10th Chairman of the National Bank of Ukraine
- In office 19 June 2014 – 11 May 2017
- Preceded by: Stepan Kubiv
- Succeeded by: Yakiv Smoliy (acting)

Personal details
- Born: 20 October 1964 (age 61) Dnipropetrovsk, Ukraine SSR, Soviet Union
- Children: 2 sons
- Alma mater: Kyiv Polytechnic Institute Kyiv National Economic University
- Occupation: Banker

= Valeria Hontareva =

Ukrainian central banker

Valeriia Oleksiivna Gontareva, also spelled as Valeria Hontareva and Valeria Gontareva, (Вале́рія Олексі́ївна Го́нтарева; born 20 October 1964 in Dnipropetrovsk) is a prominent Ukrainian investment banker and millionaire. She served as Governor or Chairwoman of the National Bank of Ukraine from 19 June 2014 until she submitted her resignation and left the bank on 11 May 2017. In 2016, Focus magazine named Valeria the most influential woman in Ukraine. In 2019, Financial Times included Valeriia Gontareva in the list of most influential women in the world.

==Early life and career==
Hontareva was born on 20 October 1964 in Dnipropetrovsk. She graduated in 1987 from Kyiv Polytechnic Institute and in 1997 from Kyiv National Economic University with a master's degree in Economics.

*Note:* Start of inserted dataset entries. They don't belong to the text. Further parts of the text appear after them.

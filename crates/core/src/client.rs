//! Boundary to the warehouse RPC client library.
//!
//! The adapter never talks to the network itself. A `ClientFactory` turns
//! connection options into a `WarehouseClient`, and every query or streaming
//! insert goes through that trait object.

use std::{fmt, path::PathBuf, sync::Arc, time::Duration};

use crate::{BoxError, FailedRow, QualifiedTableRef, Row};

pub type ClientResult<T> = std::result::Result<T, BoxError>;

#[derive(Debug, Clone, PartialEq)]
pub struct ClientOptions {
    pub project_id: String,
    pub key_file: Option<serde_json::Value>,
    pub key_file_path: Option<PathBuf>,
    pub request_timeout: Option<Duration>,
    pub retries: u32,
    pub location: Option<String>,
}

/// One query job as submitted to the warehouse.
#[derive(Debug, Clone, PartialEq, Eq)]
pub struct QueryJob {
    pub sql: String,
    pub project_id: String,
    pub location: Option<String>,
    pub maximum_bytes_billed: Option<u64>,
    pub timeout: Option<Duration>,
    pub use_legacy_sql: bool,
}

impl QueryJob {
    pub fn new(sql: impl Into<String>, project_id: impl Into<String>) -> Self {
        Self {
            sql: sql.into(),
            project_id: project_id.into(),
            location: None,
            maximum_bytes_billed: None,
            timeout: None,
            use_legacy_sql: false,
        }
    }
}

/// Reference to a submitted job. Consumed by `await_completion`.
#[derive(Debug, PartialEq, Eq)]
pub struct JobHandle {
    job_id: String,
}

impl JobHandle {
    pub fn new(job_id: impl Into<String>) -> Self {
        Self {
            job_id: job_id.into(),
        }
    }

    #[must_use]
    pub fn job_id(&self) -> &str {
        &self.job_id
    }
}

#[derive(Debug, Clone, Copy, PartialEq, Eq, Default)]
pub enum FieldMode {
    #[default]
    Nullable,
    Required,
    Repeated,
}

/// Column entry of a result set's embedded schema.
#[derive(Debug, Clone, PartialEq, Eq)]
pub struct FieldSchema {
    pub name: String,
    pub field_type: String,
    pub mode: FieldMode,
}

impl FieldSchema {
    pub fn new(name: impl Into<String>, field_type: impl Into<String>) -> Self {
        Self {
            name: name.into(),
            field_type: field_type.into(),
            mode: FieldMode::Nullable,
        }
    }

    #[must_use]
    pub const fn with_mode(mut self, mode: FieldMode) -> Self {
        self.mode = mode;
        self
    }
}

#[derive(Debug, Clone, PartialEq, Default)]
pub struct ResultPage {
    pub rows: Vec<Row>,
    pub next_page_token: Option<String>,
}

/// Completed (or timed-out) job result, readable page by page.
pub trait QueryResults: Send + Sync {
    fn job_id(&self) -> &str;

    fn is_complete(&self) -> bool;

    fn schema(&self) -> &[FieldSchema];

    /// Total row count reported by the service, when it reports one.
    fn total_rows(&self) -> Option<u64> {
        None
    }

    /// Fetches one page; `None` requests the first page.
    fn page(&self, page_token: Option<&str>) -> ClientResult<ResultPage>;
}

impl fmt::Debug for dyn QueryResults {
    fn fmt(&self, f: &mut fmt::Formatter<'_>) -> fmt::Result {
        f.debug_struct("QueryResults")
            .field("job_id", &self.job_id())
            .field("is_complete", &self.is_complete())
            .finish_non_exhaustive()
    }
}

#[derive(Debug, Clone, PartialEq, Eq, Default)]
pub struct InsertResponse {
    pub failed_rows: Vec<FailedRow>,
}

impl InsertResponse {
    #[must_use]
    pub fn is_successful(&self) -> bool {
        self.failed_rows.is_empty()
    }
}

pub trait WarehouseClient: Send + Sync {
    fn submit(&self, job: QueryJob) -> ClientResult<JobHandle>;

    /// Blocks until the job finishes or the client's own wait budget runs out.
    fn await_completion(&self, handle: JobHandle) -> ClientResult<Arc<dyn QueryResults>>;

    fn insert_rows(&self, table: &QualifiedTableRef, rows: Vec<Row>)
    -> ClientResult<InsertResponse>;
}

pub trait ClientFactory: Send + Sync {
    fn create(&self, options: &ClientOptions) -> ClientResult<Arc<dyn WarehouseClient>>;
}
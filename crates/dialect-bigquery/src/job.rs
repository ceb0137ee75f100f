use std::{sync::Arc, time::Duration};

use quarry_core::{
    ConnectionConfig, ExecutionError, QualifiedTableRef, QueryJob, QueryResults, Result, Row,
    WarehouseClient,
};
use tracing::{debug, warn};

pub type QueryHandle = Arc<dyn QueryResults>;

/// Per-job settings applied to every submitted query.
#[derive(Debug, Clone, PartialEq, Eq)]
pub struct JobOptions {
    pub project_id: String,
    pub location: Option<String>,
    pub maximum_bytes_billed: Option<u64>,
    pub timeout: Option<Duration>,
}

impl JobOptions {
    pub fn new(project_id: impl Into<String>) -> Self {
        Self {
            project_id: project_id.into(),
            location: None,
            maximum_bytes_billed: None,
            timeout: None,
        }
    }

    #[must_use]
    pub fn from_config(config: &ConnectionConfig) -> Self {
        Self {
            project_id: config.project_id.clone(),
            location: config.location().map(str::to_string),
            maximum_bytes_billed: (config.maximum_bytes_billed > 0)
                .then_some(config.maximum_bytes_billed),
            timeout: config.request_timeout(),
        }
    }

    fn job(&self, sql: &str) -> QueryJob {
        QueryJob {
            sql: sql.to_string(),
            project_id: self.project_id.clone(),
            location: self.location.clone(),
            maximum_bytes_billed: self.maximum_bytes_billed,
            timeout: self.timeout,
            use_legacy_sql: false,
        }
    }
}

/// Submits final warehouse SQL as blocking query jobs.
///
/// One call is one round trip. Retries and request timeouts are the
/// client's business; failures here are reported once, with the client
/// error kept as the source.
#[derive(Clone)]
pub struct JobClient {
    client: Arc<dyn WarehouseClient>,
    options: JobOptions,
}

impl std::fmt::Debug for JobClient {
    fn fmt(&self, f: &mut std::fmt::Formatter<'_>) -> std::fmt::Result {
        f.debug_struct("JobClient")
            .field("options", &self.options)
            .finish_non_exhaustive()
    }
}

impl JobClient {
    pub fn new(client: Arc<dyn WarehouseClient>, options: JobOptions) -> Self {
        Self { client, options }
    }

    #[must_use]
    pub fn options(&self) -> &JobOptions {
        &self.options
    }

    /// Runs `sql` and waits for the job. The returned handle may still
    /// report an incomplete job when the client's wait budget ran out.
    pub fn execute(&self, sql: &str) -> Result<QueryHandle> {
        let job = self.options.job(sql);
        debug!(
            sql,
            maximum_bytes_billed = ?job.maximum_bytes_billed,
            location = ?job.location,
            "submitting query job"
        );

        let handle = self.client.submit(job).map_err(|source| {
            warn!(error = ?source, sql, "query job submission failed");
            ExecutionError::job_failed(sql, source)
        })?;
        let job_id = handle.job_id().to_string();

        let results = self.client.await_completion(handle).map_err(|source| {
            warn!(error = ?source, job_id = %job_id, sql, "query job failed");
            ExecutionError::job_failed(sql, source)
        })?;

        debug!(job_id = %job_id, complete = results.is_complete(), "query job finished");
        Ok(results)
    }

    /// Like `execute`, but an incomplete job is an error.
    pub fn execute_complete(&self, sql: &str) -> Result<QueryHandle> {
        let results = self.execute(sql)?;
        if !self.is_complete(&results) {
            warn!(job_id = results.job_id(), sql, "query job did not complete");
            return Err(ExecutionError::Incomplete {
                job_id: results.job_id().to_string(),
                sql: sql.to_string(),
            }
            .into());
        }
        Ok(results)
    }

    #[must_use]
    pub fn is_complete(&self, results: &QueryHandle) -> bool {
        results.is_complete()
    }

    /// Streams `rows` into `table`. Any rejected row fails the whole call.
    pub fn insert_rows(&self, table: &QualifiedTableRef, rows: Vec<Row>) -> Result<()> {
        let row_count = rows.len();
        debug!(table = %table, rows = row_count, "inserting rows");

        let response = self.client.insert_rows(table, rows).map_err(|source| {
            warn!(error = ?source, table = %table, "insert request failed");
            ExecutionError::job_failed(format!("insertAll {table}"), source)
        })?;

        if !response.is_successful() {
            warn!(
                table = %table,
                failed = response.failed_rows.len(),
                "insert rejected rows"
            );
            return Err(ExecutionError::InsertFailed {
                table: table.to_string(),
                failed_rows: response.failed_rows,
            }
            .into());
        }

        Ok(())
    }
}
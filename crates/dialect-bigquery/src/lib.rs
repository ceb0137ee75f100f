use quarry_core::{Binding, Dialect, QualifiedTableRef, RelationalType};

mod behavior;
mod connection;
mod cursor;
mod gateway;
mod inline;
mod job;
pub mod lexer;
mod schema_dialect;
mod schema_mapper;
mod translate;

pub use behavior::{Clock, DateTimeBehavior, TimestampBehavior};
pub use connection::BigQueryConnection;
pub use cursor::ResultCursor;
pub use gateway::TableGateway;
pub use inline::{inline, quote_string, render_literal};
pub use job::{JobClient, JobOptions, QueryHandle};
pub use schema_dialect::BigQuerySchemaDialect;
pub use schema_mapper::{
    WAREHOUSE_DATE_FORMAT, WAREHOUSE_DATETIME_FORMAT, coerce, coerce_row, describe_field,
    parse_datetime, to_relational_type, to_warehouse_type,
};
pub use translate::{KeywordEscaping, RESERVED_WORDS, is_reserved_word, translate};

#[derive(Debug, Default, Clone, Copy, PartialEq, Eq)]
pub struct BigQueryDialect {
    keyword_escaping: KeywordEscaping,
}

impl BigQueryDialect {
    #[must_use]
    pub const fn with_keyword_escaping(keyword_escaping: KeywordEscaping) -> Self {
        Self { keyword_escaping }
    }

    #[must_use]
    pub const fn keyword_escaping(&self) -> KeywordEscaping {
        self.keyword_escaping
    }
}

impl Dialect for BigQueryDialect {
    fn name(&self) -> &'static str {
        "bigquery"
    }

    fn translate(&self, sql: &str, table: &QualifiedTableRef) -> String {
        translate(sql, table, self.keyword_escaping)
    }

    fn inline(&self, sql: &str, bindings: &[Binding]) -> String {
        inline(sql, bindings)
    }

    /// Identifiers pass through unchanged; reserved words are escaped by
    /// `translate` instead.
    fn quote_ident(&self, ident: &str) -> String {
        ident.to_string()
    }

    fn relational_type(&self, warehouse_type: &str) -> RelationalType {
        to_relational_type(warehouse_type)
    }

    fn warehouse_type(&self, relational_type: RelationalType) -> &'static str {
        to_warehouse_type(relational_type)
    }
}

After obtaining her degree in 1987, she was a junior researcher at the Ukrainian Centre for Standardization and Metrology for two years, and from 1989 to 1993, Hontareva worked as a design engineer in the institute "Hiprostrommashyna". In 1993 Hontareva started her career in the financial sector and she held top positions in the Kyiv branches of ING Bank and Societe Generale.

In 1996 she became director of resource management at Societe Generale in Ukraine and in 2001 deputy chairman of ING Bank (in 2007 for six months first deputy). From 2007 to 2014, she served as Chairwoman of then Investment Capital Ukraine (now ICU), Kyiv based financial group.

She officially sold her stakes in the company before becoming governor of the NBU.
President Poroshenko hired for the sale of his Roshen holding her former employer company ICU beside Rothschild Group.

In her official public income declaration for 2013, Hontareva stated an income of ₴3,884,679, a car park with an Infinity FX35, a Porsche Cayenne, a Porsche Panamera, a Toyota Landcruiser, and several real estates. According to Hontareva's e-declaration for 2016, her total income amounted to ₴57 million (the most of which was due to the third tranche of selling her shares in ICU Holdings Limited - ₴52.57 million).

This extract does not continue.